SOURCE INFORMATION below:

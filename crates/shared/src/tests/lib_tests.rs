use crate::{
    domain::{ContentType, ProjectStatus, Tone},
    error::{ApiError, ErrorCode, ValidationErrors},
    protocol::{
        stage_index_for, FormValues, GenerationEvent, GenerationStage, ProfileDetails,
        ProgressState, StageStatus, UserProfile, DEFAULT_LANGUAGE, DEFAULT_TIMEZONE,
    },
};

#[test]
fn content_type_uses_kebab_case_tags() {
    assert_eq!(
        serde_json::to_string(&ContentType::LandingPage).expect("serialize"),
        "\"landing-page\""
    );
    let parsed: ContentType =
        serde_json::from_str("\"product-description\"").expect("deserialize");
    assert_eq!(parsed, ContentType::ProductDescription);
}

#[test]
fn parses_choices_case_insensitively() {
    assert_eq!("Casual".parse::<Tone>().expect("tone"), Tone::Casual);
    assert_eq!(
        " paused ".parse::<ProjectStatus>().expect("status"),
        ProjectStatus::Paused
    );
    let err = "poetic".parse::<Tone>().expect_err("unknown tone");
    assert_eq!(err.to_string(), "unknown tone 'poetic'");
}

#[test]
fn form_values_default_matches_wizard_defaults() {
    let values = FormValues::default();
    assert_eq!(values.word_count, 1000);
    assert!(values.include_images);
    assert!(values.content_type.is_none());
}

#[test]
fn form_values_omit_empty_optional_lists() {
    let json = serde_json::to_value(FormValues::default()).expect("serialize");
    assert!(json.get("competitorUrls").is_none());
    assert_eq!(json["wordCount"], 1000);
}

#[test]
fn stage_index_is_floor_of_fraction_and_clamped() {
    assert_eq!(stage_index_for(0.0, 4), 0);
    assert_eq!(stage_index_for(24.9, 4), 0);
    assert_eq!(stage_index_for(25.0, 4), 1);
    assert_eq!(stage_index_for(99.9, 4), 3);
    assert_eq!(stage_index_for(100.0, 4), 3);
    assert_eq!(stage_index_for(150.0, 4), 3);
    assert_eq!(stage_index_for(-5.0, 4), 0);
}

#[test]
fn progress_state_reports_stage_statuses() {
    let progress = ProgressState::at_percent(60.0);
    assert_eq!(progress.active_stage(), GenerationStage::ContentGeneration);
    assert_eq!(
        progress.stage_status(GenerationStage::KeywordResearch),
        StageStatus::Completed
    );
    assert_eq!(
        progress.stage_status(GenerationStage::ContentGeneration),
        StageStatus::Active
    );
    assert_eq!(
        progress.stage_status(GenerationStage::SeoOptimization),
        StageStatus::Pending
    );
}

#[test]
fn progress_state_clamps_above_hundred() {
    let progress = ProgressState::at_percent(101.25);
    assert_eq!(progress.percent, 100.0);
    assert!(progress.is_complete());
    assert_eq!(progress.active_stage_index, GenerationStage::COUNT - 1);
}

#[test]
fn stage_metadata_is_ordered() {
    let ids: Vec<_> = GenerationStage::ALL.iter().map(|s| s.id()).collect();
    assert_eq!(
        ids,
        vec![
            "keyword-research",
            "competitor-analysis",
            "content-generation",
            "seo-optimization"
        ]
    );
    let total: u32 = GenerationStage::ALL.iter().map(|s| s.estimated_secs()).sum();
    assert_eq!(total, 100);
}

#[test]
fn generation_event_is_adjacently_tagged() {
    let json = serde_json::to_value(GenerationEvent::Cancelled).expect("serialize");
    assert_eq!(json["type"], "cancelled");
}

#[test]
fn validation_errors_look_up_first_message_per_field() {
    let mut errors = ValidationErrors::new();
    errors.push("keyword", "Keyword is required");
    errors.push("wordCount", "Minimum 300 words");
    assert_eq!(errors.message_for("keyword"), Some("Keyword is required"));
    assert!(!errors.has("tone"));

    let api: ApiError = errors.into();
    assert_eq!(api.code, ErrorCode::Validation);
    assert!(api.message.contains("wordCount: Minimum 300 words"));
}

#[test]
fn profiles_saved_without_details_get_defaults() {
    let blob = r#"{"id":1,"email":"a@example.com","name":"Ada Lovelace","subscription":"pro","created_at":"2024-01-01T00:00:00Z","last_login":"2024-01-01T00:00:00Z"}"#;
    let profile: UserProfile = serde_json::from_str(blob).expect("legacy profile");
    assert_eq!(profile.details.timezone, DEFAULT_TIMEZONE);
    assert_eq!(profile.details.language, DEFAULT_LANGUAGE);
    assert!(profile.details.company.is_none());
}

#[test]
fn display_name_splits_into_first_and_last() {
    let details = ProfileDetails::from_display_name("  Mary Ann  Evans ");
    assert_eq!(details.first_name, "Mary");
    assert_eq!(details.last_name, "Ann  Evans");

    let single = ProfileDetails::from_display_name("ops");
    assert_eq!(single.first_name, "ops");
    assert!(single.last_name.is_empty());
}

End of SOURCE INFORMATION.

ACTION ITEM -> Using the listing above, state the count of lines that include "ProjectStatus" and nothing else.

WRITTEN SOLUTION -> 3